Encryption Backdoors

Do They Create More Concerns Than Good?

Written by Peggy Keene

As technology continues to become increasingly intertwined with a citizen’s daily life, companies continue to push to buy, sell, transfer, and collect personal information. Today, analytics and information on a consumer is king, and as such, more and more companies push to have access to such data, and with that access, governments and law enforcement agencies have increasingly looked to gain access as well, through encryption backdoors.

Balancing User Privacy, Targeted Advertising, and Encryption Backdoors
Security experts and privacy law proponents have long touted privacy concerns about unintended access or data breaches. With each new year, company privacy policies or government legislation has been rolled out to strike a balance between affording any user a meaningful level of protection without completely denying access to the wealth of personal data collected on consumers. But while companies often claim that their collection of analytics is at an aggregate level or that any data they do collect is used to curate the experience of a user through targeted advertising, it still stands that the overall wealth of information collected about users has been increasingly pursued by a number of third parties that often now include government agencies and/or foreign powers.

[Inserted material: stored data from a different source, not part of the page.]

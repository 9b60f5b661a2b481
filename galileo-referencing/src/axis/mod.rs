//! Axis directions of coordinate systems.
//!
//! [`AxisDirection`] enumerates the standard directions and carries user-defined ones by name.
//! The free functions of this module relate directions to each other (opposites, compass angles)
//! and look them up by name. [`DirectionAlongMeridian`] parses the polar axis names used by EPSG,
//! like `South along 90°E`.

mod along_meridian;
mod direction;
mod directions;

pub use along_meridian::DirectionAlongMeridian;
pub use direction::{AxisDirection, STANDARD_COUNT};
pub use directions::{
    absolute, angle_for_compass, find, index_of, is_cardinal, is_compass, is_display, is_grid,
    is_intercardinal, is_opposite, is_spatial_or_custom, is_temporal, is_vertical, opposite,
    value_of,
};
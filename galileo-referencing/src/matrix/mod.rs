//! Dense real matrices used as coefficients of linear transforms (see [`Matrix`]).
//!
//! A [`Matrix`] is immutable once built. The few operations that modify a matrix in place
//! ([`MatrixBuilder::transpose`], [`MatrixBuilder::normalize_columns`]) are only available on
//! [`MatrixBuilder`], which is consumed when the matrix is published.

mod builder;

pub use builder::MatrixBuilder;

use crate::error::{ReferencingError, Result};
use approx::{AbsDiffEq, RelativeEq};
use nalgebra::DMatrix;
use std::fmt::{Display, Formatter};
use std::ops::Mul;

/// Ratio between the smallest and the largest LU pivot below which a matrix is considered singular.
pub const SINGULARITY_THRESHOLD: f64 = 1e-14;

/// Tolerance used by the [`approx`] traits when no epsilon is given.
pub const DEFAULT_TOLERANCE: f64 = 1e-12;

/// Dense matrix of `f64` values with a fixed number of rows and columns.
#[derive(Debug, Clone, PartialEq)]
#[cfg_attr(
    feature = "serde",
    derive(serde::Serialize, serde::Deserialize),
    serde(try_from = "MatrixData", into = "MatrixData")
)]
pub struct Matrix {
    inner: DMatrix<f64>,
}

impl Matrix {
    /// Creates a matrix from its elements given in row-major order.
    ///
    /// Fails with [`ReferencingError::SizeMismatch`] if `elements.len() != rows * columns`.
    pub fn new(rows: usize, columns: usize, elements: &[f64]) -> Result<Self> {
        check_size(rows, columns, elements)?;
        Ok(Self {
            inner: DMatrix::from_row_slice(rows, columns, elements),
        })
    }

    /// Square identity matrix of the given size.
    pub fn identity(size: usize) -> Self {
        Self {
            inner: DMatrix::identity(size, size),
        }
    }

    /// Matrix filled with zeros.
    pub fn zeros(rows: usize, columns: usize) -> Self {
        Self {
            inner: DMatrix::zeros(rows, columns),
        }
    }

    /// Square matrix with the given values on its diagonal.
    pub fn diagonal(values: &[f64]) -> Self {
        let mut inner = DMatrix::zeros(values.len(), values.len());
        for (i, v) in values.iter().enumerate() {
            inner[(i, i)] = *v;
        }

        Self { inner }
    }

    /// Creates a matrix from a list of rows. All rows must have the same length.
    pub fn from_rows<R: AsRef<[f64]>>(rows: &[R]) -> Result<Self> {
        let columns = rows.first().map(|r| r.as_ref().len()).unwrap_or(0);
        let mut elements = Vec::with_capacity(rows.len() * columns);
        for row in rows {
            let row = row.as_ref();
            if row.len() != columns {
                return Err(ReferencingError::SizeMismatch {
                    expected: columns,
                    actual: row.len(),
                });
            }
            elements.extend_from_slice(row);
        }

        Self::new(rows.len(), columns, &elements)
    }

    /// Number of rows.
    pub fn rows(&self) -> usize {
        self.inner.nrows()
    }

    /// Number of columns.
    pub fn columns(&self) -> usize {
        self.inner.ncols()
    }

    /// Returns true if the number of rows equals the number of columns.
    pub fn is_square(&self) -> bool {
        self.inner.is_square()
    }

    /// Value at the given position.
    pub fn get(&self, row: usize, column: usize) -> Result<f64> {
        check_index(self.rows(), self.columns(), row, column)?;
        Ok(self.inner[(row, column)])
    }

    /// Copy of the given row.
    pub fn row(&self, row: usize) -> Result<Vec<f64>> {
        check_index(self.rows(), self.columns().max(1), row, 0)?;
        Ok(self.inner.row(row).iter().copied().collect())
    }

    /// Copy of the given column.
    pub fn column(&self, column: usize) -> Result<Vec<f64>> {
        check_index(self.rows().max(1), self.columns(), 0, column)?;
        Ok(self.inner.column(column).iter().copied().collect())
    }

    /// Copy of all elements in row-major order.
    pub fn elements(&self) -> Vec<f64> {
        let mut elements = Vec::with_capacity(self.rows() * self.columns());
        for row in self.inner.row_iter() {
            elements.extend(row.iter());
        }

        elements
    }

    /// Returns true if the matrix is square and its last row is `[0, ..., 0, 1]`.
    pub fn is_affine(&self) -> bool {
        if !self.is_square() || self.rows() == 0 {
            return false;
        }

        let last = self.rows() - 1;
        (0..last).all(|c| self.inner[(last, c)] == 0.0) && self.inner[(last, last)] == 1.0
    }

    /// Returns true if the matrix is square with ones on the diagonal and zeros elsewhere.
    pub fn is_identity(&self) -> bool {
        if !self.is_square() {
            return false;
        }

        self.inner
            .iter()
            .zip(DMatrix::<f64>::identity(self.rows(), self.columns()).iter())
            .all(|(a, b)| a == b)
    }

    /// Transposed copy of this matrix.
    pub fn transposed(&self) -> Self {
        Self {
            inner: self.inner.transpose(),
        }
    }

    /// Computes `self × other`.
    pub fn multiply(&self, other: &Matrix) -> Result<Matrix> {
        if self.columns() != other.rows() {
            return Err(ReferencingError::mismatched("multiply", self.columns(), other.rows()));
        }

        Ok(Self {
            inner: &self.inner * &other.inner,
        })
    }

    /// Finds `X` such that `self × X = other`.
    ///
    /// Fails with [`ReferencingError::MismatchedDimension`] if the row counts disagree and with
    /// [`ReferencingError::NonInvertible`] if `self` is not square, is singular, or the ratio
    /// between its smallest and largest LU pivots is below [`SINGULARITY_THRESHOLD`].
    pub fn solve(&self, other: &Matrix) -> Result<Matrix> {
        if self.rows() != other.rows() {
            return Err(ReferencingError::mismatched("solve", self.rows(), other.rows()));
        }
        if !self.is_square() {
            return Err(ReferencingError::NonInvertible(format!(
                "{}x{} matrix is not square",
                self.rows(),
                self.columns()
            )));
        }

        let lu = self.inner.clone().lu();
        let pivots = lu.u().diagonal();
        let max = pivots.iter().fold(0.0_f64, |acc, v| acc.max(v.abs()));
        let min = pivots.iter().fold(f64::INFINITY, |acc, v| acc.min(v.abs()));
        if self.rows() > 0 && !(min > max * SINGULARITY_THRESHOLD) {
            if min != 0.0 {
                log::warn!(
                    "Rejecting ill-conditioned {}x{} matrix: pivot ratio {:e}",
                    self.rows(),
                    self.columns(),
                    min / max
                );
            }
            return Err(ReferencingError::NonInvertible(format!(
                "{}x{} matrix is singular (smallest pivot {min:e}, largest {max:e})",
                self.rows(),
                self.columns()
            )));
        }

        lu.solve(&other.inner)
            .map(|inner| Self { inner })
            .ok_or_else(|| {
                ReferencingError::NonInvertible(format!(
                    "{}x{} matrix is singular",
                    self.rows(),
                    self.columns()
                ))
            })
    }

    /// Inverse of this matrix. Same as `self.solve(&Matrix::identity(size))`.
    pub fn inverse(&self) -> Result<Matrix> {
        self.solve(&Self::identity(self.rows()))
    }

    /// Compares two matrices element by element.
    ///
    /// NaN values are equal to each other, infinities are equal if they have the same sign, and
    /// finite values are equal if they differ by no more than `tolerance`. Matrices of different
    /// shapes are never equal.
    pub fn equals(&self, other: &Matrix, tolerance: f64) -> bool {
        self.inner.shape() == other.inner.shape()
            && self
                .inner
                .iter()
                .zip(other.inner.iter())
                .all(|(a, b)| element_eq(*a, *b, tolerance))
    }

    /// Creates a builder initialized with a copy of this matrix.
    pub fn to_builder(&self) -> MatrixBuilder {
        MatrixBuilder::from(self.clone())
    }

    /// Underlying `nalgebra` matrix.
    pub fn as_dmatrix(&self) -> &DMatrix<f64> {
        &self.inner
    }

    pub(crate) fn at(&self, row: usize, column: usize) -> f64 {
        self.inner[(row, column)]
    }
}

impl From<DMatrix<f64>> for Matrix {
    fn from(inner: DMatrix<f64>) -> Self {
        Self { inner }
    }
}

impl From<Matrix> for DMatrix<f64> {
    fn from(value: Matrix) -> Self {
        value.inner
    }
}

impl Mul<&Matrix> for &Matrix {
    type Output = Result<Matrix>;

    fn mul(self, rhs: &Matrix) -> Self::Output {
        self.multiply(rhs)
    }
}

impl Display for Matrix {
    fn fmt(&self, f: &mut Formatter<'_>) -> std::fmt::Result {
        for row in self.inner.row_iter() {
            let values: Vec<String> = row.iter().map(|v| v.to_string()).collect();
            writeln!(f, "{}", values.join(" "))?;
        }

        Ok(())
    }
}

impl AbsDiffEq for Matrix {
    type Epsilon = f64;

    fn default_epsilon() -> Self::Epsilon {
        DEFAULT_TOLERANCE
    }

    fn abs_diff_eq(&self, other: &Self, epsilon: Self::Epsilon) -> bool {
        self.equals(other, epsilon)
    }
}

impl RelativeEq for Matrix {
    fn default_max_relative() -> Self::Epsilon {
        DEFAULT_TOLERANCE
    }

    fn relative_eq(
        &self,
        other: &Self,
        epsilon: Self::Epsilon,
        max_relative: Self::Epsilon,
    ) -> bool {
        self.inner.shape() == other.inner.shape()
            && self.inner.iter().zip(other.inner.iter()).all(|(a, b)| {
                (a.is_nan() && b.is_nan()) || a.relative_eq(b, epsilon, max_relative)
            })
    }
}

fn element_eq(a: f64, b: f64, tolerance: f64) -> bool {
    if a.is_nan() || b.is_nan() {
        return a.is_nan() && b.is_nan();
    }
    if a.is_infinite() || b.is_infinite() {
        return a == b;
    }

    (a - b).abs() <= tolerance
}

fn check_size(rows: usize, columns: usize, elements: &[f64]) -> Result<()> {
    let expected = rows.checked_mul(columns);
    if expected != Some(elements.len()) {
        return Err(ReferencingError::SizeMismatch {
            expected: expected.unwrap_or(usize::MAX),
            actual: elements.len(),
        });
    }

    Ok(())
}

fn check_index(rows: usize, columns: usize, row: usize, column: usize) -> Result<()> {
    if row >= rows || column >= columns {
        return Err(ReferencingError::IndexOutOfBounds {
            row,
            column,
            rows,
            columns,
        });
    }

    Ok(())
}

#[cfg(feature = "serde")]
#[derive(serde::Serialize, serde::Deserialize)]
struct MatrixData {
    rows: usize,
    columns: usize,
    elements: Vec<f64>,
}

#[cfg(feature = "serde")]
impl From<Matrix> for MatrixData {
    fn from(value: Matrix) -> Self {
        Self {
            rows: value.rows(),
            columns: value.columns(),
            elements: value.elements(),
        }
    }
}

#[cfg(feature = "serde")]
impl TryFrom<MatrixData> for Matrix {
    type Error = ReferencingError;

    fn try_from(value: MatrixData) -> Result<Self> {
        Matrix::new(value.rows, value.columns, &value.elements)
    }
}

And as such, while privacy experts have seen a sharp increase in the demand for stronger encryption, there has been a correlating demand for easier access to such data in the form of encryption backdoors.

An encryption backdoor is generally defined as a deliberate weakness created by the service provider to allow for easy access to the encrypted data. In this case, the backdoor would be purposely coded to allow for the requesting party, often law enforcement or government agencies in most cases, to have access to encrypted data that may exist on one’s personal devices like laptops or cellphones.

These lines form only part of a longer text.